Enfin, c’est la confirmation d’une aspiration du monde du travail à l’unité des organisations syndicales, un vecteur puissant de la mobilisation qui nous oblige, toutes organisations syndicales « confondues » dans les jours qui viennent.
N’en déplaise aux forces du capital, la société française ne s’ennuie pas et ne semble pas condamner à la résignation.
Quelle préparation pour le 31 janvier ?
Pour ce qui concerne l’Union fédérale des syndicats de l’État CGT, nous avons décidé d’une nouvelle séquence de mobilisation en nous inscrivant dans la manifestation de ce samedi 21 à l’appel des organisations de la jeunesse. Nous serons acteurs et disponibles pour des constructions unitaires dans le champ syndical et au-delà avec des associations, des partis et mouvements politiques, etc.
Dans la fonction publique, l’Union fédérale des syndicats de l’État CGT et plus largement la CGT fonction publique apporteront toutes leurs contributions aux indispensables constructions unitaires pour obtenir la mise en échec du projet Macron.
Entre et autour des mobilisations interprofessionnelles, nous construirons différents types de mobilisation.
Par différents moyens, la CGT mettra à disposition des personnels des outils de décryptage de ce dernier et un ensemble de propositions et de revendications pour un droit à la retraite à 60 ans et à taux plein pour toutes et tous, le maintien et l’amélioration de notre système de retraite par répartition, des régimes dits spéciaux, du Code des pensions civiles et militaires, etc. Nous entendons aussi apporter la démonstration qu’il n y a aucune difficulté pour financer de telles propositions.

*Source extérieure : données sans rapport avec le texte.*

//! Shared utilities for integration testing.

use std::net::SocketAddr;
use std::time::Duration;

use axum::body::{Body, Bytes};
use axum::http::{header, HeaderMap, StatusCode, Uri, Version};
use axum::response::{IntoResponse, Response};
use axum::routing::{get, post};
use axum::Router;
use futures_util::StreamExt;
use tokio::net::TcpListener;

fn json(value: serde_json::Value) -> Response {
    ([(header::CONTENT_TYPE, "application/json")], value.to_string()).into_response()
}

fn header_str(headers: &HeaderMap, name: &str) -> Option<String> {
    headers
        .get(name)
        .and_then(|v| v.to_str().ok())
        .map(str::to_string)
}

/// Echo what the backend received.
async fn echo(version: Version, uri: Uri, headers: HeaderMap) -> Response {
    json(serde_json::json!({
        "version": format!("{:?}", version),
        "query": uri.query(),
        "uid": header_str(&headers, "x-uid"),
        "trace_id": header_str(&headers, "x-trace-id"),
        "products": header_str(&headers, "x-products"),
        "custom": header_str(&headers, "x-custom"),
    }))
}

async fn echo_body(headers: HeaderMap, body: Bytes) -> Response {
    json(serde_json::json!({
        "content_type": header_str(&headers, "content-type"),
        "body": String::from_utf8_lossy(&body),
        "len": body.len(),
    }))
}

async fn envelope() -> Response {
    json(serde_json::json!({
        "success": true,
        "code": 0,
        "message": "ok",
        "data": {"name": "widget"},
    }))
}

async fn missing() -> Response {
    (StatusCode::NOT_FOUND, "no such item").into_response()
}

async fn moved() -> Response {
    (StatusCode::FOUND, [(header::LOCATION, "/echo")]).into_response()
}

async fn slow() -> Response {
    tokio::time::sleep(Duration::from_secs(3)).await;
    "late".into_response()
}

/// Sends the first half of a JSON body, then stalls before the rest.
async fn stall() -> Response {
    let first = futures_util::stream::once(async {
        Ok::<_, std::io::Error>(Bytes::from_static(b"{\"partial\":"))
    });
    let rest = futures_util::stream::once(async {
        tokio::time::sleep(Duration::from_secs(5)).await;
        Ok::<_, std::io::Error>(Bytes::from_static(b"true}"))
    });
    Response::builder()
        .header(header::CONTENT_TYPE, "application/json")
        .body(Body::from_stream(first.chain(rest)))
        .unwrap()
}

async fn events(headers: HeaderMap) -> Response {
    let accept = header_str(&headers, "accept").unwrap_or_default();
    let chunks: Vec<Result<Bytes, std::io::Error>> = vec![
        Ok(Bytes::from(format!("data: accept={}\n\n", accept))),
        Ok(Bytes::from_static(b"data: second\n\n")),
    ];
    Response::builder()
        .header(header::CONTENT_TYPE, "text/event-stream")
        .body(Body::from_stream(futures_util::stream::iter(chunks)))
        .unwrap()
}

pub fn router() -> Router {
    Router::new()
        .route("/echo", get(echo))
        .route("/body", post(echo_body).put(echo_body))
        .route("/envelope", get(envelope))
        .route("/missing", get(missing))
        .route("/moved", get(moved))
        .route("/slow", get(slow))
        .route("/stall", get(stall))
        .route("/events", get(events).post(events))
}

/// Start the mock backend on an ephemeral port. It serves HTTP/1.1 and
/// HTTP/2 with prior knowledge.
pub async fn start_backend() -> SocketAddr {
    let listener = TcpListener::bind("127.0.0.1:0").await.unwrap();
    let addr = listener.local_addr().unwrap();
    tokio::spawn(async move {
        axum::serve(listener, router()).await.unwrap();
    });
    addr
}
//! Pluggable transport.
//!
//! # Responsibilities
//! - Send a fully built request and hand back the live response
//! - Enforce the per-client deadline
//! - Force HTTP/1.1 or HTTP/2 (cleartext allowed) per client
//!
//! # Design Decisions
//! - Transports are shared by every call of a client and must be
//!   `Send + Sync`
//! - Dropping the returned future aborts the in-flight request
//! - Any `tower::Service` can serve as a transport through
//!   [`ServiceTransport`]

use std::sync::Arc;
use std::time::Duration;

use axum::body::Body;
use axum::http::{Request, Response};
use futures_util::future::BoxFuture;
use hyper_util::{
    client::legacy::{connect::HttpConnector, Client},
    rt::{TokioExecutor, TokioTimer},
};
use tower::{Service, ServiceExt};

use crate::config::{ClientConfig, Protocol};
use crate::error::{BoxError, TransportError};

pub type TransportFuture = BoxFuture<'static, Result<Response<Body>, TransportError>>;

/// Sends requests on behalf of an `HttpClient`.
pub trait Transport: Send + Sync {
    fn send(&self, request: Request<Body>) -> TransportFuture;
}

impl<T: Transport + ?Sized> Transport for Arc<T> {
    fn send(&self, request: Request<Body>) -> TransportFuture {
        (**self).send(request)
    }
}

/// hyper-util pooled client over plain TCP.
#[derive(Clone)]
pub struct HyperTransport {
    client: Client<HttpConnector, Body>,
    timeout: Duration,
}

impl HyperTransport {
    pub fn new(config: &ClientConfig) -> Self {
        let timeout = config.timeout();

        let mut connector = HttpConnector::new();
        connector.set_connect_timeout(Some(timeout));

        let client = Client::builder(TokioExecutor::new())
            .pool_timer(TokioTimer::new())
            .pool_idle_timeout(config.pool_idle_timeout())
            .http2_only(config.protocol == Protocol::Http2)
            .build(connector);

        Self { client, timeout }
    }

    pub fn timeout(&self) -> Duration {
        self.timeout
    }
}

impl Transport for HyperTransport {
    fn send(&self, request: Request<Body>) -> TransportFuture {
        let client = self.client.clone();
        let timeout = self.timeout;
        Box::pin(async move {
            match tokio::time::timeout(timeout, client.request(request)).await {
                Ok(Ok(response)) => Ok(response.map(Body::new)),
                Ok(Err(e)) => Err(TransportError::Connect(Box::new(e))),
                Err(_) => Err(TransportError::Timeout(timeout)),
            }
        })
    }
}

impl std::fmt::Debug for HyperTransport {
    fn fmt(&self, f: &mut std::fmt::Formatter<'_>) -> std::fmt::Result {
        f.debug_struct("HyperTransport")
            .field("timeout", &self.timeout)
            .finish()
    }
}

/// Adapts a `tower::Service` into a [`Transport`].
#[derive(Clone, Debug)]
pub struct ServiceTransport<S> {
    service: S,
}

impl<S> ServiceTransport<S> {
    pub fn new(service: S) -> Self {
        Self { service }
    }
}

impl<S> Transport for ServiceTransport<S>
where
    S: Service<Request<Body>, Response = Response<Body>> + Clone + Send + Sync + 'static,
    S::Future: Send + 'static,
    S::Error: Into<BoxError>,
{
    fn send(&self, request: Request<Body>) -> TransportFuture {
        let service = self.service.clone();
        Box::pin(async move {
            service
                .oneshot(request)
                .await
                .map_err(|e| TransportError::Connect(e.into()))
        })
    }
}
//! Server-sent-event calls.
//!
//! # Data Flow
//! ```text
//! build request (as for buffered calls)
//!     → SSE headers (accept, no-cache, keep-alive)
//!     → HttpClient::send (client span with body/form attributes)
//!     → live response handed back unread
//! ```
//!
//! # Design Decisions
//! - The body is never read here; the caller reads and drops it
//! - Request/response details go on the span; `Baggage` mode writes no
//!   baggage for streams, only the trace parent

use axum::body::{Body, Bytes};
use axum::http::{header, HeaderMap, HeaderValue, Response};
use opentelemetry::KeyValue;
use serde::Serialize;

use crate::context::CallContext;
use crate::error::ClientError;
use crate::http::client::{built, CallKind, HttpClient};
use crate::http::request::{self, OutboundRequest, Params};
use crate::observability::otel::form_attributes;

pub const EVENT_STREAM: &str = "text/event-stream";

/// Ask for an event stream over a persistent, uncached connection.
pub fn write_sse_headers(headers: &mut HeaderMap) {
    headers.insert(header::ACCEPT, HeaderValue::from_static(EVENT_STREAM));
    headers.insert(header::CACHE_CONTROL, HeaderValue::from_static("no-cache"));
    headers.insert(header::CONNECTION, HeaderValue::from_static("keep-alive"));
}

impl HttpClient {
    async fn stream(
        &self,
        ctx: &CallContext,
        mut request: OutboundRequest,
        attributes: Vec<KeyValue>,
    ) -> Result<Response<Body>, ClientError> {
        write_sse_headers(request.headers_mut());
        self.send(ctx, request, CallKind::Streaming, attributes).await
    }

    /// Open an event stream with GET.
    pub async fn sse_get(
        &self,
        ctx: &CallContext,
        url: &str,
        params: Params<'_>,
        headers: &HeaderMap,
    ) -> Result<Response<Body>, ClientError> {
        let request = built(url, request::get(url, params, headers))?;
        self.stream(ctx, request, Vec::new()).await
    }

    /// Open an event stream with a JSON POST.
    pub async fn sse_post_json<B: Serialize + ?Sized>(
        &self,
        ctx: &CallContext,
        url: &str,
        body: &B,
        headers: &HeaderMap,
    ) -> Result<Response<Body>, ClientError> {
        let body = built(url, request::encode_json(body))?;
        self.log_body(url, &body);
        let attributes = vec![KeyValue::new(
            "http.request.body",
            String::from_utf8_lossy(&body).into_owned(),
        )];
        let request = built(
            url,
            request::post_bytes(url, body, request::JSON_CONTENT_TYPE, headers),
        )?;
        self.stream(ctx, request, attributes).await
    }

    /// Open an event stream with a form POST.
    pub async fn sse_post_form(
        &self,
        ctx: &CallContext,
        url: &str,
        params: Params<'_>,
        headers: &HeaderMap,
    ) -> Result<Response<Body>, ClientError> {
        let body = Bytes::from(request::encode_form(params));
        self.log_body(url, &body);
        let request = built(
            url,
            request::post_bytes(url, body, request::FORM_CONTENT_TYPE, headers),
        )?;
        self.stream(ctx, request, form_attributes(params)).await
    }
}
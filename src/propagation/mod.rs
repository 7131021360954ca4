//! Context propagation subsystem.
//!
//! # Data Flow
//! ```text
//! CallContext
//!     → fields.rs (set fields as (key, value) pairs)
//!     → headers.rs (written as request headers, overriding caller values)
//!     → baggage.rs (written as OTel baggage members or span attributes)
//! ```
//!
//! # Design Decisions
//! - One field table feeds every channel so they cannot drift apart
//! - Keys are fixed wire constants shared with other services
//! - A value that cannot be encoded for a channel is dropped alone; the call
//!   goes on

pub mod baggage;
pub mod fields;
pub mod headers;

pub use baggage::{
    baggage_members, context_with_baggage, enrich_span, inject_context, inject_global,
    span_attributes, HeaderInjector,
};
pub use fields::{propagated_fields, PropagatedField};
pub use headers::{enrich_headers, write_headers};
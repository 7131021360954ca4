//! Error types for outbound calls.
//!
//! Build, transport, HTTP and decode failures are kept as distinct variants
//! so callers can tell a refused connection from a 500.

use std::path::PathBuf;
use std::time::Duration;

use axum::body::Bytes;
use axum::http::{HeaderMap, StatusCode};
use thiserror::Error;

/// Boxed error used at the transport seam.
pub type BoxError = Box<dyn std::error::Error + Send + Sync>;

/// Failures below the HTTP layer. These never carry a status code.
#[derive(Debug, Error)]
pub enum TransportError {
    /// The transport deadline elapsed before a response arrived.
    #[error("request timed out after {0:?}")]
    Timeout(Duration),

    /// Connection refused, reset, DNS failure and friends.
    #[error("connection failed: {0}")]
    Connect(#[source] BoxError),
}

/// Errors surfaced by the client facade.
#[derive(Debug, Error)]
pub enum ClientError {
    /// Request body could not be JSON-encoded.
    #[error("failed to encode request body: {0}")]
    Encode(#[source] serde_json::Error),

    /// URL, method or header could not form a valid request.
    #[error("invalid request: {0}")]
    InvalidRequest(String),

    /// Local upload source could not be opened.
    #[error("error opening file {}: {source}", path.display())]
    FileOpen {
        path: PathBuf,
        #[source]
        source: std::io::Error,
    },

    /// Network level failure.
    #[error(transparent)]
    Transport(#[from] TransportError),

    /// The peer answered with a status >= 400.
    #[error("request fail: {status}")]
    Status {
        status: StatusCode,
        headers: HeaderMap,
        body: Bytes,
    },

    /// Reading the response body failed midway.
    #[error("failed to read response body: {0}")]
    Body(#[source] BoxError),

    /// A value was required but the response body was empty.
    #[error("empty response")]
    EmptyResponse,

    /// Response body is not valid JSON for the requested type.
    #[error("failed to decode response body: {0}")]
    Decode(#[source] serde_json::Error),
}

impl ClientError {
    /// HTTP status of the failed call, if the failure was an HTTP error.
    pub fn status(&self) -> Option<StatusCode> {
        match self {
            ClientError::Status { status, .. } => Some(*status),
            _ => None,
        }
    }

    /// True when the call never produced an HTTP response.
    pub fn is_transport(&self) -> bool {
        matches!(self, ClientError::Transport(_))
    }
}

impl From<axum::http::Error> for ClientError {
    fn from(e: axum::http::Error) -> Self {
        ClientError::InvalidRequest(e.to_string())
    }
}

In fine, par la mise en œuvre d’une démarche syndicale articulant la construction de l’unité la plus large et un processus d’éducation populaire tourné vers l’action, des mobilisations inscrites dans la durée, la reconduction de la grève partout où les salariés le décideront sans les assemblées générales, nous entendons participer à la construction d’une nouvelle et puissante journée interprofessionnelle de grève et de manifestations le 31 janvier prochain. Nous voulons obtenir le retrait du projet Macron et de nouvelles conquêtes sociales.
Evelyne Ngo,secrétaire nationale de Solidaires et chargée des retraites
Vous avez décidé une nouvelle journée de grèves et de manifestations le 31 janvier prochain, quelle est votre analyse actuelle du mouvement social déclenché le 19 janvier dernier ?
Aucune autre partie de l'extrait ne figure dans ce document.